I just wanted to say thank you for your post... It helps so much having ones to relate to and see that others suffer with a similar pain. I feel so alienated at times because it’s hard to explain how complex it’s been growing up with an uBPD mother.

6 years ago when my now husband and I started dating he brought to my attention some disturbing behaviors of my mother. He suggested I get into therapy because of my struggling and through many times talking it over with my therapist I finally started seeing clarity of how my mom really was. I went through a lot of emotions and it was difficult but I started to feel like I could take care of myself and I felt a little better.

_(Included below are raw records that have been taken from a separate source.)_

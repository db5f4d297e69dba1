//! PickupDirSender - drops one `.eml` file per message into a pickup directory
//!
//! A mail relay (or a test harness) watching the directory picks the files up.

use std::collections::HashMap;
use std::path::PathBuf;

use chrono::Utc;
use contracts::{ContractError, MessageSender, OutboundMessage};
use tracing::{debug, instrument};

const MESSAGE_ID_DOMAIN: &str = "verifier.local";

/// Configuration for PickupDirSender
#[derive(Debug, Clone)]
pub struct PickupDirConfig {
    /// Directory receiving `.eml` files
    pub dir: PathBuf,
}

impl PickupDirConfig {
    /// Create config from params map
    pub fn from_params(params: &HashMap<String, String>) -> Result<Self, String> {
        let dir = params
            .get("dir")
            .filter(|dir| !dir.trim().is_empty())
            .ok_or_else(|| "missing 'dir' parameter".to_string())?;
        Ok(Self {
            dir: PathBuf::from(dir),
        })
    }
}

/// Sender that writes RFC 5322 style text files
pub struct PickupDirSender {
    name: String,
    config: PickupDirConfig,
}

impl PickupDirSender {
    /// Create a new PickupDirSender, creating the directory if needed
    pub fn new(name: impl Into<String>, config: PickupDirConfig) -> std::io::Result<Self> {
        std::fs::create_dir_all(&config.dir)?;
        Ok(Self {
            name: name.into(),
            config,
        })
    }

    /// Create from params map (for factory)
    pub fn from_params(
        name: impl Into<String>,
        params: &HashMap<String, String>,
    ) -> Result<Self, String> {
        let config = PickupDirConfig::from_params(params)?;
        let dir = config.dir.display().to_string();
        Self::new(name, config).map_err(|e| format!("cannot create '{}': {}", dir, e))
    }

    fn file_path(&self, message: &OutboundMessage, stamp: i64) -> PathBuf {
        let safe_id: String = message
            .row_id
            .chars()
            .map(|c| if c.is_ascii_alphanumeric() || c == '-' || c == '_' { c } else { '_' })
            .collect();
        self.config.dir.join(format!("{}-{}.eml", safe_id, stamp))
    }
}

/// Render headers, blank line, body
pub fn render_eml(message: &OutboundMessage) -> String {
    let now = Utc::now();
    let mut out = String::new();
    out.push_str(&format!("From: {}\r\n", message.from));
    out.push_str(&format!("To: {}\r\n", message.to));
    if !message.cc.is_empty() {
        out.push_str(&format!("Cc: {}\r\n", message.cc.join(", ")));
    }
    if !message.bcc.is_empty() {
        out.push_str(&format!("Bcc: {}\r\n", message.bcc.join(", ")));
    }
    out.push_str(&format!("Subject: {}\r\n", message.subject));
    out.push_str(&format!("X-Test-Id: {}\r\n", message.row_id));
    out.push_str(&format!("Date: {}\r\n", now.to_rfc2822()));
    out.push_str(&format!(
        "Message-ID: <{}.{}@{}>\r\n",
        message.row_id,
        now.timestamp_nanos_opt().unwrap_or_default(),
        MESSAGE_ID_DOMAIN
    ));
    if let Some(spec) = &message.attachment_spec {
        out.push_str(&format!("X-Attachment-Spec: {}\r\n", spec));
    }
    out.push_str("Content-Type: text/plain; charset=utf-8\r\n");
    out.push_str("\r\n");
    out.push_str(&message.body);
    out
}

impl MessageSender for PickupDirSender {
    fn name(&self) -> &str {
        &self.name
    }

    #[instrument(
        name = "pickup_dir_sender_send",
        skip(self, message),
        fields(sender = %self.name, row_id = %message.row_id)
    )]
    async fn send(&self, message: &OutboundMessage) -> Result<(), ContractError> {
        let stamp = Utc::now().timestamp_micros();
        let path = self.file_path(message, stamp);
        tokio::fs::write(&path, render_eml(message))
            .await
            .map_err(|e| {
                ContractError::send(&message.row_id, format!("{}: {}", path.display(), e))
            })?;
        debug!(path = %path.display(), "Message written to pickup directory");
        Ok(())
    }
}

Today I feel as if I’m experiencing the pain and realization all over again as I have a new baby and it’s triggering painful memories from childhood. It’s been difficult as I feel all my progress has been erased and I feel I’m relearning everything all over again.

I remember being 5 years old riding my bike and I fell into some kind of thorn bush and my entire leg was cut and bleeding badly. I raced home went into the house crying and went up to my mom. She screamed at me to get away from her because she couldn’t stand the sight of blood she would pass out. I went on to try as best as I could to clean it up myself. These kinds of things happened all the time and so now as an adult I feel it’s so difficult to ask for help. I’m new to this site and it’s even difficult for me to post on here as I feel I am being overly sensitive and just need to take care of things myself. But now with a 9 month old I see just how helpess children are and it Wasn’t right for my mom to treat me as she did. I’m slowly trying to learn it’s ok to take care of myself.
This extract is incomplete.